[Saved entries]
= = = = = = =
async fn get_assignments(
    state: web::Data<AppState>,
    req: actix_web::HttpRequest,
    path: web::Path<String>,
    query: web::Query<WeekQuery>,
) -> Result<HttpResponse> {
    let user_id = match crate::middleware::auth::extract_user_id(&req, &state.config.jwt_secret) {
        Ok(id) => id,
        Err(_) => {
            return Ok(HttpResponse::Unauthorized().json(ApiError {
                error: "unauthorized".to_string(),
                message: "Invalid or missing token".to_string(),
            }));
        }
    };

    let house_id = match Uuid::parse_str(&path.into_inner()) {
        Ok(id) => id,
        Err(_) => {
            return Ok(HttpResponse::BadRequest().json(ApiError {
                error: "invalid_id".to_string(),
                message: "Invalid house ID format".to_string(),
            }));
        }
    };

    if !house_service::is_member(&state.db, &house_id, &user_id).await.unwrap_or(false) {
        return Ok(HttpResponse::Forbidden().json(ApiError {
            error: "forbidden".to_string(),
            message: "You are not a member of this house".to_string(),
        }));
    }

    match rotation_service::get_assignments(&state.db, &house_id, query.week_start_date).await {
        Ok(assignments) => Ok(HttpResponse::Ok().json(ApiSuccess::new(assignments))),
        Err(e) => Ok(rotation_error_response(e)),
    }
}

async fn get_my_assignment(
    state: web::Data<AppState>,
    req: actix_web::HttpRequest,
    path: web::Path<String>,
    query: web::Query<WeekQuery>,
) -> Result<HttpResponse> {
    let user_id = match crate::middleware::auth::extract_user_id(&req, &state.config.jwt_secret) {
        Ok(id) => id,
        Err(_) => {
            return Ok(HttpResponse::Unauthorized().json(ApiError {
                error: "unauthorized".to_string(),
                message: "Invalid or missing token".to_string(),
            }));
        }
    };

    let house_id = match Uuid::parse_str(&path.into_inner()) {
        Ok(id) => id,
        Err(_) => {
            return Ok(HttpResponse::BadRequest().json(ApiError {
                error: "invalid_id".to_string(),
                message: "Invalid house ID format".to_string(),
            }));
        }
    };

    if !house_service::is_member(&state.db, &house_id, &user_id).await.unwrap_or(false) {
        return Ok(HttpResponse::Forbidden().json(ApiError {
            error: "forbidden".to_string(),
            message: "You are not a member of this house".to_string(),
        }));
    }

    let assignments =
        match rotation_service::get_assignments(&state.db, &house_id, query.week_start_date).await
        {
            Ok(assignments) => assignments,
            Err(e) => return Ok(rotation_error_response(e)),
        };
    let assignment = assignments.into_iter().find(|a| a.user_id == user_id);

    let tasks = match assignment.as_ref().and_then(|a| a.task_group_id) {
        Some(group_id) => {
            match group_service::get_group_with_tasks(&state.db, &house_id, &group_id).await {
                Ok(Some(group)) => group.tasks,
                // Group deleted after assignment: no tasks to show.
                Ok(None) => Vec::new(),
                Err(e) => {
                    log::error!("Error fetching assigned group: {:?}", e);
                    return Ok(HttpResponse::InternalServerError().json(ApiError {
                        error: "internal_error".to_string(),
                        message: "Failed to fetch assigned group".to_string(),
                    }));
                }
            }
        }
        None => Vec::new(),
    };

    Ok(HttpResponse::Ok().json(ApiSuccess::new(MyAssignment { assignment, tasks })))
}

async fn rotate(
    state: web::Data<AppState>,
    req: actix_web::HttpRequest,
    path: web::Path<String>,
    body: web::Json<RotateRequest>,
) -> Result<HttpResponse> {
    let user_id = match crate::middleware::auth::extract_user_id(&req, &state.config.jwt_secret) {
        Ok(id) => id,
        Err(_) => {
            return Ok(HttpResponse::Unauthorized().json(ApiError {
                error: "unauthorized".to_string(),
                message: "Invalid or missing token".to_string(),
            }));
        }
    };

    let house_id = match Uuid::parse_str(&path.into_inner()) {
        Ok(id) => id,
        Err(_) => {
            return Ok(HttpResponse::BadRequest().json(ApiError {
                error: "invalid_id".to_string(),
                message: "Invalid house ID format".to_string(),
            }));
        }
    };

    if !house_service::is_member(&state.db, &house_id, &user_id).await.unwrap_or(false) {
        return Ok(HttpResponse::Forbidden().json(ApiError {
            error: "forbidden".to_string(),
            message: "You are not a member of this house".to_string(),
        }));
    }

    match rotation_service::assign_groups_for_week(&state.db, &house_id, body.week_start_date).await
    {
        Ok(assignments) => Ok(HttpResponse::Ok().json(ApiSuccess::new(assignments))),
        Err(e) => Ok(rotation_error_response(e)),
    }
}
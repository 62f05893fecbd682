use chrono::{DateTime, NaiveDate, Utc};
use serde::{Deserialize, Serialize};
use sqlx::FromRow;
use uuid::Uuid;

/// Database model for task swaps
#[derive(Debug, Clone, FromRow, Serialize, Deserialize)]
pub struct TaskSwapRow {
    pub id: String,
    pub house_id: String,
    pub task_id: String,
    pub from_user_id: String,
    pub to_user_id: String,
    pub week_start_date: NaiveDate,
    pub swap_type: String,
    pub swap_date: Option<NaiveDate>,
    pub status: String,
    pub requested_at: DateTime<Utc>,
    pub responded_at: Option<DateTime<Utc>>,
    pub expires_at: DateTime<Utc>,
}

impl TaskSwapRow {
    pub fn to_shared(&self) -> shared::TaskSwap {
        shared::TaskSwap {
            id: Uuid::parse_str(&self.id).unwrap(),
            house_id: Uuid::parse_str(&self.house_id).unwrap(),
            task_id: Uuid::parse_str(&self.task_id).unwrap(),
            from_user_id: Uuid::parse_str(&self.from_user_id).unwrap(),
            to_user_id: Uuid::parse_str(&self.to_user_id).unwrap(),
            week_start_date: self.week_start_date,
            swap_type: self.swap_type.parse().unwrap_or(shared::SwapType::Temporary),
            swap_date: self.swap_date,
            status: self.status.parse().unwrap_or(shared::SwapStatus::Pending),
            requested_at: self.requested_at,
            responded_at: self.responded_at,
            expires_at: self.expires_at,
        }
    }
}
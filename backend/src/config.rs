use std::env;

#[derive(Debug, Clone)]
pub struct Config {
    pub host: String,
    pub port: u16,
    pub database_url: String,
    pub jwt_secret: String,
    pub cors_origins: Vec<String>,
}

impl Config {
    pub fn from_env() -> Result<Self, env::VarError> {
        Ok(Self {
            host: env::var("HOST").unwrap_or_else(|_| "127.0.0.1".to_string()),
            port: env::var("PORT")
                .unwrap_or_else(|_| "8080".to_string())
                .parse()
                .expect("PORT must be a number"),
            database_url: env::var("DATABASE_URL")
                .unwrap_or_else(|_| "sqlite:chores.db?mode=rwc".to_string()),
            jwt_secret: env::var("JWT_SECRET")
                .unwrap_or_else(|_| "development-secret-key-change-in-production".to_string()),
            cors_origins: env::var("CORS_ORIGINS")
                .unwrap_or_else(|_| "http://localhost".to_string())
                .split(',')
                .map(|s| s.trim().to_string())
                .collect(),
        })
    }
}

#[cfg(test)]
mod tests {
    use super::*;
    use std::sync::Mutex;

    // Mutex to ensure config tests run serially (env vars are global)
    static ENV_MUTEX: Mutex<()> = Mutex::new(());

    fn clear_env() {
        env::remove_var("HOST");
        env::remove_var("PORT");
        env::remove_var("DATABASE_URL");
        env::remove_var("JWT_SECRET");
        env::remove_var("CORS_ORIGINS");
    }

    #[test]
    fn test_config_defaults() {
        let _guard = ENV_MUTEX.lock().unwrap();
        clear_env();

        let config = Config::from_env().unwrap();

        assert_eq!(config.host, "127.0.0.1");
        assert_eq!(config.port, 8080);
        assert_eq!(config.database_url, "sqlite:chores.db?mode=rwc");
        assert_eq!(config.cors_origins, vec!["http://localhost".to_string()]);
    }

    #[test]
    fn test_config_from_env() {
        let _guard = ENV_MUTEX.lock().unwrap();
        clear_env();

        env::set_var("HOST", "0.0.0.0");
        env::set_var("PORT", "3000");
        env::set_var("DATABASE_URL", "sqlite:test.db");
        env::set_var("JWT_SECRET", "test-secret");
        env::set_var("CORS_ORIGINS", "https://a.example, https://b.example");

        let config = Config::from_env().unwrap();

        assert_eq!(config.host, "0.0.0.0");
        assert_eq!(config.port, 3000);
        assert_eq!(config.database_url, "sqlite:test.db");
        assert_eq!(config.jwt_secret, "test-secret");
        assert_eq!(
            config.cors_origins,
            vec!["https://a.example".to_string(), "https://b.example".to_string()]
        );

        // Clean up
        clear_env();
    }
}
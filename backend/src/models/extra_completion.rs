use chrono::{DateTime, NaiveDate, Utc};
use serde::{Deserialize, Serialize};
use sqlx::FromRow;
use uuid::Uuid;

/// Database model for ad-hoc extra completions (not tied to any task)
#[derive(Debug, Clone, FromRow, Serialize, Deserialize)]
pub struct ExtraCompletionRow {
    pub id: String,
    pub house_id: String,
    pub user_id: String,
    pub week_start_date: NaiveDate,
    pub name: String,
    pub points_earned: i64,
    pub status: String,
    pub validated_by: Option<String>,
    pub validated_at: Option<DateTime<Utc>>,
    pub completed_at: DateTime<Utc>,
}

impl ExtraCompletionRow {
    pub fn to_shared(&self) -> shared::ExtraCompletion {
        shared::ExtraCompletion {
            id: Uuid::parse_str(&self.id).unwrap(),
            house_id: Uuid::parse_str(&self.house_id).unwrap(),
            user_id: Uuid::parse_str(&self.user_id).unwrap(),
            week_start_date: self.week_start_date,
            name: self.name.clone(),
            points_earned: self.points_earned,
            status: self.status.parse().unwrap_or(shared::CompletionStatus::Pending),
            validated_by: self.validated_by.as_ref().and_then(|id| Uuid::parse_str(id).ok()),
            validated_at: self.validated_at,
            completed_at: self.completed_at,
        }
    }
}
use chrono::Utc;
use sqlx::SqlitePool;
use thiserror::Error;
use uuid::Uuid;

use crate::models::TaskRow;
use shared::{CreateTaskRequest, Task, TaskFrequency, UpdateTaskRequest};

#[derive(Debug, Error)]
pub enum TaskError {
    #[error("Task not found")]
    NotFound,
    #[error("Name must not be empty")]
    InvalidName,
    #[error("Points must be positive")]
    InvalidPoints,
    #[error("weekly_minimum must be at least 1")]
    InvalidWeeklyMinimum,
    #[error("Database error: {0}")]
    DatabaseError(#[from] sqlx::Error),
}

fn check_name(name: &str) -> Result<&str, TaskError> {
    let name = name.trim();
    if name.is_empty() {
        return Err(TaskError::InvalidName);
    }
    Ok(name)
}

fn check_weekly_minimum(minimum: Option<i64>) -> Result<(), TaskError> {
    if matches!(minimum, Some(m) if m < 1) {
        return Err(TaskError::InvalidWeeklyMinimum);
    }
    Ok(())
}

pub async fn create_task(
    pool: &SqlitePool,
    house_id: &Uuid,
    request: &CreateTaskRequest,
) -> Result<Task, TaskError> {
    let name = check_name(&request.name)?;
    if request.points < 1 {
        return Err(TaskError::InvalidPoints);
    }
    check_weekly_minimum(request.weekly_minimum)?;

    let id = Uuid::new_v4();
    let now = Utc::now();
    // Daily tasks have no completion threshold.
    let weekly_minimum = match request.frequency {
        TaskFrequency::Daily => None,
        TaskFrequency::Weekly => request.weekly_minimum,
    };

    sqlx::query(
        r#"
        INSERT INTO tasks (id, house_id, name, points, frequency, weekly_minimum, created_at, updated_at)
        VALUES (?, ?, ?, ?, ?, ?, ?, ?)
        "#,
    )
    .bind(id.to_string())
    .bind(house_id.to_string())
    .bind(name)
    .bind(request.points)
    .bind(request.frequency.as_str())
    .bind(weekly_minimum)
    .bind(now)
    .bind(now)
    .execute(pool)
    .await?;

    Ok(Task {
        id,
        house_id: *house_id,
        name: name.to_string(),
        points: request.points,
        frequency: request.frequency,
        weekly_minimum,
        created_at: now,
        updated_at: now,
    })
}

pub async fn get_task(
    pool: &SqlitePool,
    house_id: &Uuid,
    task_id: &Uuid,
) -> Result<Option<Task>, TaskError> {
    let row: Option<TaskRow> = sqlx::query_as("SELECT * FROM tasks WHERE id = ? AND house_id = ?")
        .bind(task_id.to_string())
        .bind(house_id.to_string())
        .fetch_optional(pool)
        .await?;

    Ok(row.map(|r| r.to_shared()))
}

pub async fn list_tasks(pool: &SqlitePool, house_id: &Uuid) -> Result<Vec<Task>, TaskError> {
    let rows: Vec<TaskRow> =
        sqlx::query_as("SELECT * FROM tasks WHERE house_id = ? ORDER BY created_at ASC, id ASC")
            .bind(house_id.to_string())
            .fetch_all(pool)
            .await?;

    Ok(rows.into_iter().map(|r| r.to_shared()).collect())
}

pub async fn update_task(
    pool: &SqlitePool,
    house_id: &Uuid,
    task_id: &Uuid,
    request: &UpdateTaskRequest,
) -> Result<Task, TaskError> {
    let mut task = get_task(pool, house_id, task_id)
        .await?
        .ok_or(TaskError::NotFound)?;

    if let Some(name) = &request.name {
        task.name = check_name(name)?.to_string();
    }
    if let Some(points) = request.points {
        if points < 1 {
            return Err(TaskError::InvalidPoints);
        }
        task.points = points;
    }
    if let Some(frequency) = request.frequency {
        task.frequency = frequency;
    }
    if let Some(minimum) = request.weekly_minimum {
        check_weekly_minimum(minimum)?;
        task.weekly_minimum = minimum;
    }
    if task.frequency == TaskFrequency::Daily {
        task.weekly_minimum = None;
    }
    task.updated_at = Utc::now();

    sqlx::query(
        r#"
        UPDATE tasks SET name = ?, points = ?, frequency = ?, weekly_minimum = ?, updated_at = ?
        WHERE id = ? AND house_id = ?
        "#,
    )
    .bind(&task.name)
    .bind(task.points)
    .bind(task.frequency.as_str())
    .bind(task.weekly_minimum)
    .bind(task.updated_at)
    .bind(task_id.to_string())
    .bind(house_id.to_string())
    .execute(pool)
    .await?;

    Ok(task)
}

/// Delete a task. Completion rows that reference it are kept; the points
/// calculator treats them as orphaned and skips them.
pub async fn delete_task(
    pool: &SqlitePool,
    house_id: &Uuid,
    task_id: &Uuid,
) -> Result<(), TaskError> {
    let exists: i64 = sqlx::query_scalar("SELECT COUNT(*) FROM tasks WHERE id = ? AND house_id = ?")
        .bind(task_id.to_string())
        .bind(house_id.to_string())
        .fetch_one(pool)
        .await?;
    if exists == 0 {
        return Err(TaskError::NotFound);
    }

    // Group links first, they carry the FK on the task.
    sqlx::query("DELETE FROM task_group_items WHERE task_id = ?")
        .bind(task_id.to_string())
        .execute(pool)
        .await?;

    sqlx::query("DELETE FROM tasks WHERE id = ? AND house_id = ?")
        .bind(task_id.to_string())
        .bind(house_id.to_string())
        .execute(pool)
        .await?;

    Ok(())
}
use actix_web::{web, HttpResponse, Result};
use chrono::{NaiveDate, Utc};
use serde::Deserialize;
use shared::{AddExtraCompletionRequest, ApiError, ApiSuccess, CompleteTaskRequest};
use uuid::Uuid;

use crate::models::AppState;
use crate::services::{
    completions as completion_service, extra_completions as extra_service,
    houses as house_service,
};

#[derive(Debug, Deserialize)]
struct WeekQuery {
    week_start_date: NaiveDate,
}

pub fn configure(cfg: &mut web::ServiceConfig) {
    cfg.service(
        web::scope("/completions")
            .route("", web::get().to(list_completions))
            .route("", web::post().to(complete_task))
            .route("/pending", web::get().to(list_pending))
            .route("/{completion_id}/validate", web::post().to(validate_completion))
            .route("/{completion_id}", web::delete().to(discard_completion)),
    );
    cfg.service(
        web::scope("/extras")
            .route("", web::get().to(list_extras))
            .route("", web::post().to(add_extra))
            .route("/{extra_id}/validate", web::post().to(validate_extra))
            .route("/{extra_id}", web::delete().to(discard_extra)),
    );
}

fn completion_error_response(e: completion_service::CompletionError) -> HttpResponse {
    match e {
        completion_service::CompletionError::TaskNotFound
        | completion_service::CompletionError::NotFound => {
            HttpResponse::NotFound().json(ApiError {
                error: "not_found".to_string(),
                message: e.to_string(),
            })
        }
        completion_service::CompletionError::NotPending => {
            HttpResponse::Conflict().json(ApiError {
                error: "conflict".to_string(),
                message: e.to_string(),
            })
        }
        completion_service::CompletionError::SelfValidation => {
            HttpResponse::Forbidden().json(ApiError {
                error: "forbidden".to_string(),
                message: e.to_string(),
            })
        }
        e => {
            log::error!("Completion error: {:?}", e);
            HttpResponse::InternalServerError().json(ApiError {
                error: "internal_error".to_string(),
                message: "Completion operation failed".to_string(),
            })
        }
    }
}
= = = = = = =
◆ **TO DO**
Lines containing "rows": tally them across the records above and give the total alone.

◆ **YOUR RESPONSE**
3